Start of Block
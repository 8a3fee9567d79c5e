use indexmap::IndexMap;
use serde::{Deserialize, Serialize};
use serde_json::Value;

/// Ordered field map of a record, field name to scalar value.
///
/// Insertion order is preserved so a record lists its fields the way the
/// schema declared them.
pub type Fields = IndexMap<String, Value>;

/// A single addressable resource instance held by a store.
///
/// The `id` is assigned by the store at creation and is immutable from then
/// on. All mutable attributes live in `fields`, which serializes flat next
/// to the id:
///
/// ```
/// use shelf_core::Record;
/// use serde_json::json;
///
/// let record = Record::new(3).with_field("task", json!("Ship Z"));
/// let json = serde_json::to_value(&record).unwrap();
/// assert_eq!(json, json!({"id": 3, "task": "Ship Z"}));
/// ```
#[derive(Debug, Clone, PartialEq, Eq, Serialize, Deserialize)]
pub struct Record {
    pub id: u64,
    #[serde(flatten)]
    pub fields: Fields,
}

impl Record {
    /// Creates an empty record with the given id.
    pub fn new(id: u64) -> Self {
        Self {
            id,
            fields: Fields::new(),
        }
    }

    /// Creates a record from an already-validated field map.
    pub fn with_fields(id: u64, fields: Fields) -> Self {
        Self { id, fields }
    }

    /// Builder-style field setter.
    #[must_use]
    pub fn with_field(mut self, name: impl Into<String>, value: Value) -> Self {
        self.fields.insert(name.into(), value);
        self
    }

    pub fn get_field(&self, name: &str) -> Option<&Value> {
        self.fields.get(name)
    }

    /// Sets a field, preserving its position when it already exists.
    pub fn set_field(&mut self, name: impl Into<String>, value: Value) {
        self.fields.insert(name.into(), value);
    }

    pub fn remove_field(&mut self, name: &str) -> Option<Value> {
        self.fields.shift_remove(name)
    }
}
End of Block
__PROBLEM DETAILS__:
Output all of the entries, exactly as they are written.

__OUTPUT BELOW__:
repository 8a3fee9567d79c5e
use indexmap::IndexMap;
use serde::{Deserialize, Serialize};
use serde_json::Value;

/// Ordered field map of a record, field name to scalar value.
///
/// Insertion order is preserved so a record lists its fields the way the
/// schema declared them.
pub type Fields = IndexMap<String, Value>;

/// A single addressable resource instance held by a store.
///
/// The `id` is assigned by the store at creation and is immutable from then
/// on. All mutable attributes live in `fields`, which serializes flat next
/// to the id:
///
/// ```
/// use shelf_core::Record;
/// use serde_json::json;
///
/// let record = Record::new(3).with_field("task", json!("Ship Z"));
/// let json = serde_json::to_value(&record).unwrap();
/// assert_eq!(json, json!({"id": 3, "task": "Ship Z"}));
/// ```
#[derive(Debug, Clone, PartialEq, Eq, Serialize, Deserialize)]
pub struct Record {
    pub id: u64,
    #[serde(flatten)]
    pub fields: Fields,
}

impl Record {
    /// Creates an empty record with the given id.
    pub fn new(id: u64) -> Self {
        Self {
            id,
            fields: Fields::new(),
        }
    }

    /// Creates a record from an already-validated field map.
    pub fn with_fields(id: u64, fields: Fields) -> Self {
        Self { id, fields }
    }

    /// Builder-style field setter.
    #[must_use]
    pub fn with_field(mut self, name: impl Into<String>, value: Value) -> Self {
        self.fields.insert(name.into(), value);
        self
    }

    pub fn get_field(&self, name: &str) -> Option<&Value> {
        self.fields.get(name)
    }

    /// Sets a field, preserving its position when it already exists.
    pub fn set_field(&mut self, name: impl Into<String>, value: Value) {
        self.fields.insert(name.into(), value);
    }

    pub fn remove_field(&mut self, name: &str) -> Option<Value> {
        self.fields.shift_remove(name)
    }
}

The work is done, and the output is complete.